Birdwatching can stress your biochemistry. We woke before sunrise, had tea and biscuits, piled into cars and drove out in the countryside outside Hampi. We had packaged snacks in our backpacks, but you know how healthy packaged food usually is. We got to breakfast almost four hours after that tea.
It was a little shack by the road and I would have easily gone past it if it hadn’t been for the crowd of people waiting outside for their morning fix of starches and fats. The reason for this popularity was instantly clear once I peered into the shack. A lady was busy frying up chilis dipped into a batter. Next to it was an instrument which I would have identified as an idli steamer if it wasn’t for the fact that it was greasy. It turned out to be a paddu pan, and was used to make the delicious gullyappa paddu that you can see in the featured photo.
Across a narrow strip of floor, a man, presumably the cook’s husband, was doling out food to the madding crowd. Rural south India has a common culture when it comes to serving food. A plate or a table will have a strip of banana leaf over it: clean, biodegradable and single use renewable. The leaf will be put over a steel plate, long-lasting and therefore not resource hungry.

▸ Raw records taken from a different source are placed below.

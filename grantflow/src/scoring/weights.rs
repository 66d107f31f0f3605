//! Per-domain section weight tables.
//!
//! Weights for each domain sum to 1.0 across the six standard sections.
//! Unknown domains fall back to equal weighting over present sections.
//! The tables are static configuration data; the blend formula lives in
//! [`super::blend`].

use crate::core::{ScoreBundle, SectionScore};
use std::collections::BTreeMap;

/// The default domain substituted when classification fails or returns a
/// label outside the catalog.
pub const DEFAULT_DOMAIN: &str = "Social Sciences / Policy";

type WeightRow = &'static [(&'static str, f64)];

const DOMAIN_WEIGHTS: &[(&str, WeightRow)] = &[
    (
        "AI / Computer Science",
        &[
            ("Objectives", 0.15),
            ("Methodology", 0.25),
            ("Innovation", 0.30),
            ("Feasibility", 0.15),
            ("Budget", 0.10),
            ("Sustainability", 0.05),
        ],
    ),
    (
        "Biotechnology / Life Sciences",
        &[
            ("Objectives", 0.10),
            ("Methodology", 0.30),
            ("Innovation", 0.20),
            ("Feasibility", 0.25),
            ("Budget", 0.10),
            ("Sustainability", 0.05),
        ],
    ),
    (
        "Healthcare / Medicine",
        &[
            ("Objectives", 0.15),
            ("Methodology", 0.25),
            ("Innovation", 0.15),
            ("Feasibility", 0.30),
            ("Budget", 0.10),
            ("Sustainability", 0.05),
        ],
    ),
    (
        "Education / Learning Sciences",
        &[
            ("Objectives", 0.25),
            ("Methodology", 0.20),
            ("Innovation", 0.10),
            ("Feasibility", 0.25),
            ("Budget", 0.10),
            ("Sustainability", 0.10),
        ],
    ),
    (
        "Environment / Climate / Sustainability",
        &[
            ("Objectives", 0.20),
            ("Methodology", 0.20),
            ("Innovation", 0.15),
            ("Feasibility", 0.20),
            ("Budget", 0.10),
            ("Sustainability", 0.15),
        ],
    ),
    (
        "Social Sciences / Policy",
        &[
            ("Objectives", 0.30),
            ("Methodology", 0.20),
            ("Innovation", 0.10),
            ("Feasibility", 0.20),
            ("Budget", 0.10),
            ("Sustainability", 0.10),
        ],
    ),
    (
        "Engineering / Technology",
        &[
            ("Objectives", 0.15),
            ("Methodology", 0.25),
            ("Innovation", 0.25),
            ("Feasibility", 0.20),
            ("Budget", 0.10),
            ("Sustainability", 0.05),
        ],
    ),
    (
        "Physics / Materials Science",
        &[
            ("Objectives", 0.10),
            ("Methodology", 0.30),
            ("Innovation", 0.25),
            ("Feasibility", 0.20),
            ("Budget", 0.10),
            ("Sustainability", 0.05),
        ],
    ),
    (
        "Chemistry / Chemical Engineering",
        &[
            ("Objectives", 0.10),
            ("Methodology", 0.30),
            ("Innovation", 0.20),
            ("Feasibility", 0.25),
            ("Budget", 0.10),
            ("Sustainability", 0.05),
        ],
    ),
    (
        "Agriculture / Food Science",
        &[
            ("Objectives", 0.15),
            ("Methodology", 0.25),
            ("Innovation", 0.15),
            ("Feasibility", 0.25),
            ("Budget", 0.10),
            ("Sustainability", 0.10),
        ],
    ),
    (
        "Energy / Renewable Resources",
        &[
            ("Objectives", 0.20),
            ("Methodology", 0.20),
            ("Innovation", 0.20),
            ("Feasibility", 0.20),
            ("Budget", 0.10),
            ("Sustainability", 0.10),
        ],
    ),
    (
        "Economics / Business",
        &[
            ("Objectives", 0.25),
            ("Methodology", 0.20),
            ("Innovation", 0.10),
            ("Feasibility", 0.25),
            ("Budget", 0.15),
            ("Sustainability", 0.05),
        ],
    ),
    (
        "Arts / Humanities",
        &[
            ("Objectives", 0.30),
            ("Methodology", 0.15),
            ("Innovation", 0.20),
            ("Feasibility", 0.20),
            ("Budget", 0.10),
            ("Sustainability", 0.05),
        ],
    ),
    (
        "Psychology / Behavioral Sciences",
        &[
            ("Objectives", 0.20),
            ("Methodology", 0.30),
            ("Innovation", 0.10),
            ("Feasibility", 0.25),
            ("Budget", 0.10),
            ("Sustainability", 0.05),
        ],
    ),
    (
        "Urban Planning / Architecture",
        &[
            ("Objectives", 0.20),
            ("Methodology", 0.20),
            ("Innovation", 0.15),
            ("Feasibility", 0.25),
            ("Budget", 0.10),
            ("Sustainability", 0.10),
        ],
    ),
    (
        "Data Science / Statistics",
        &[
            ("Objectives", 0.15),
            ("Methodology", 0.30),
            ("Innovation", 0.20),
            ("Feasibility", 0.20),
            ("Budget", 0.10),
            ("Sustainability", 0.05),
        ],
    ),
    (
        "Cybersecurity / Information Security",
        &[
            ("Objectives", 0.15),
            ("Methodology", 0.25),
            ("Innovation", 0.25),
            ("Feasibility", 0.20),
            ("Budget", 0.10),
            ("Sustainability", 0.05),
        ],
    ),
    (
        "Public Health / Epidemiology",
        &[
            ("Objectives", 0.20),
            ("Methodology", 0.25),
            ("Innovation", 0.10),
            ("Feasibility", 0.30),
            ("Budget", 0.10),
            ("Sustainability", 0.05),
        ],
    ),
    (
        "Space Science / Astronomy",
        &[
            ("Objectives", 0.15),
            ("Methodology", 0.30),
            ("Innovation", 0.25),
            ("Feasibility", 0.15),
            ("Budget", 0.10),
            ("Sustainability", 0.05),
        ],
    ),
    (
        "Marine Biology / Oceanography",
        &[
            ("Objectives", 0.15),
            ("Methodology", 0.25),
            ("Innovation", 0.15),
            ("Feasibility", 0.25),
            ("Budget", 0.10),
            ("Sustainability", 0.10),
        ],
    ),
    (
        "Neuroscience / Cognitive Science",
        &[
            ("Objectives", 0.10),
            ("Methodology", 0.35),
            ("Innovation", 0.20),
            ("Feasibility", 0.20),
            ("Budget", 0.10),
            ("Sustainability", 0.05),
        ],
    ),
];

/// Returns the closed set of recognized domains, in catalog order.
#[must_use]
pub fn all_domains() -> Vec<&'static str> {
    DOMAIN_WEIGHTS.iter().map(|(domain, _)| *domain).collect()
}

/// Looks up the weight row for a domain.
#[must_use]
pub fn domain_weights(domain: &str) -> Option<WeightRow> {
    DOMAIN_WEIGHTS
        .iter()
        .find(|(name, _)| *name == domain)
        .map(|(_, weights)| *weights)
}

/// Computes the domain-weighted section score (content contribution).
///
/// This is also the legacy section-only scoring formula, used on its own
/// when no critique data exists. The weighted sum is normalized by the
/// total weight actually matched, so missing sections do not drag the
/// score down. When no weighted section matches at all, the plain average
/// of present sections is used instead.
#[must_use]
pub fn section_weighted_score(bundle: &ScoreBundle, domain: &str) -> f64 {
    let weights: BTreeMap<&str, f64> = match domain_weights(domain) {
        Some(row) => row.iter().copied().collect(),
        None => {
            // Unknown domain: equal weighting across present sections
            let count = bundle.scores.len();
            if count == 0 {
                return 0.0;
            }
            bundle
                .scores
                .keys()
                .map(|name| (name.as_str(), 1.0 / count as f64))
                .collect()
        }
    };

    let mut weighted_sum = 0.0;
    let mut total_weight = 0.0;
    for (section, score) in &bundle.scores {
        if let Some(weight) = weights.get(section.as_str()) {
            weighted_sum += score.score * weight;
            total_weight += weight;
        }
    }

    if total_weight > 0.0 {
        weighted_sum / total_weight
    } else {
        plain_average(&bundle.scores)
    }
}

fn plain_average(scores: &BTreeMap<String, SectionScore>) -> f64 {
    if scores.is_empty() {
        return 0.0;
    }
    scores.values().map(|s| s.score).sum::<f64>() / scores.len() as f64
}

#[cfg(test)]
mod tests {
    use super::*;
    use pretty_assertions::assert_eq;

    fn bundle(entries: &[(&str, f64)]) -> ScoreBundle {
        ScoreBundle {
            scores: entries
                .iter()
                .map(|(name, score)| {
                    (
                        (*name).to_string(),
                        SectionScore {
                            score: *score,
                            ..SectionScore::default()
                        },
                    )
                })
                .collect(),
            overall_summary: String::new(),
        }
    }

    #[test]
    fn test_catalog_size() {
        assert_eq!(all_domains().len(), 21);
        assert!(all_domains().contains(&DEFAULT_DOMAIN));
    }

    #[test]
    fn test_weights_sum_to_one() {
        for domain in all_domains() {
            let total: f64 = domain_weights(domain)
                .unwrap()
                .iter()
                .map(|(_, w)| w)
                .sum();
            assert!(
                (total - 1.0).abs() < 1e-9,
                "weights for {domain} sum to {total}"
            );
        }
    }

    #[test]
    fn test_weighted_score_full_sections() {
        let scores = bundle(&[
            ("Objectives", 8.0),
            ("Methodology", 6.0),
            ("Innovation", 9.0),
            ("Feasibility", 7.0),
            ("Budget", 5.0),
            ("Sustainability", 6.0),
        ]);
        let result = section_weighted_score(&scores, "AI / Computer Science");
        let expected = 8.0 * 0.15 + 6.0 * 0.25 + 9.0 * 0.30 + 7.0 * 0.15 + 5.0 * 0.10 + 6.0 * 0.05;
        assert!((result - expected).abs() < 1e-9);
    }

    #[test]
    fn test_weighted_score_normalizes_missing_sections() {
        let scores = bundle(&[("Objectives", 8.0), ("Methodology", 6.0)]);
        // AI weights: Objectives 0.15, Methodology 0.25
        let result = section_weighted_score(&scores, "AI / Computer Science");
        let expected = (8.0 * 0.15 + 6.0 * 0.25) / 0.40;
        assert!((result - expected).abs() < 1e-9);
    }

    #[test]
    fn test_unknown_domain_equal_weighting() {
        let scores = bundle(&[("Objectives", 8.0), ("Methodology", 6.0)]);
        let result = section_weighted_score(&scores, "Basket Weaving");
        assert!((result - 7.0).abs() < 1e-9);
    }

    #[test]
    fn test_no_matching_sections_falls_back_to_average() {
        let scores = bundle(&[("NovelSection", 4.0), ("OtherSection", 8.0)]);
        let result = section_weighted_score(&scores, "AI / Computer Science");
        assert!((result - 6.0).abs() < 1e-9);
    }

    #[test]
    fn test_empty_bundle_scores_zero() {
        let scores = bundle(&[]);
        assert_eq!(section_weighted_score(&scores, "AI / Computer Science"), 0.0);
        assert_eq!(section_weighted_score(&scores, "Unknown"), 0.0);
    }
}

The gullyappa paddu is made out of a batter of rice and dal, slightly different in proportion from that used for dosas. The fermented batter is mixed with onions and herbs, put into an oiled paddu pan, and cooked closed, so that it steams and fries. It is delicious with the sambar and chutney that you see the man doling out. Some fried chili, some utthapam, lots of yoghurt, many cups of strong and sweet south Indian filter coffee followed. A late but great breakfast was the consensus.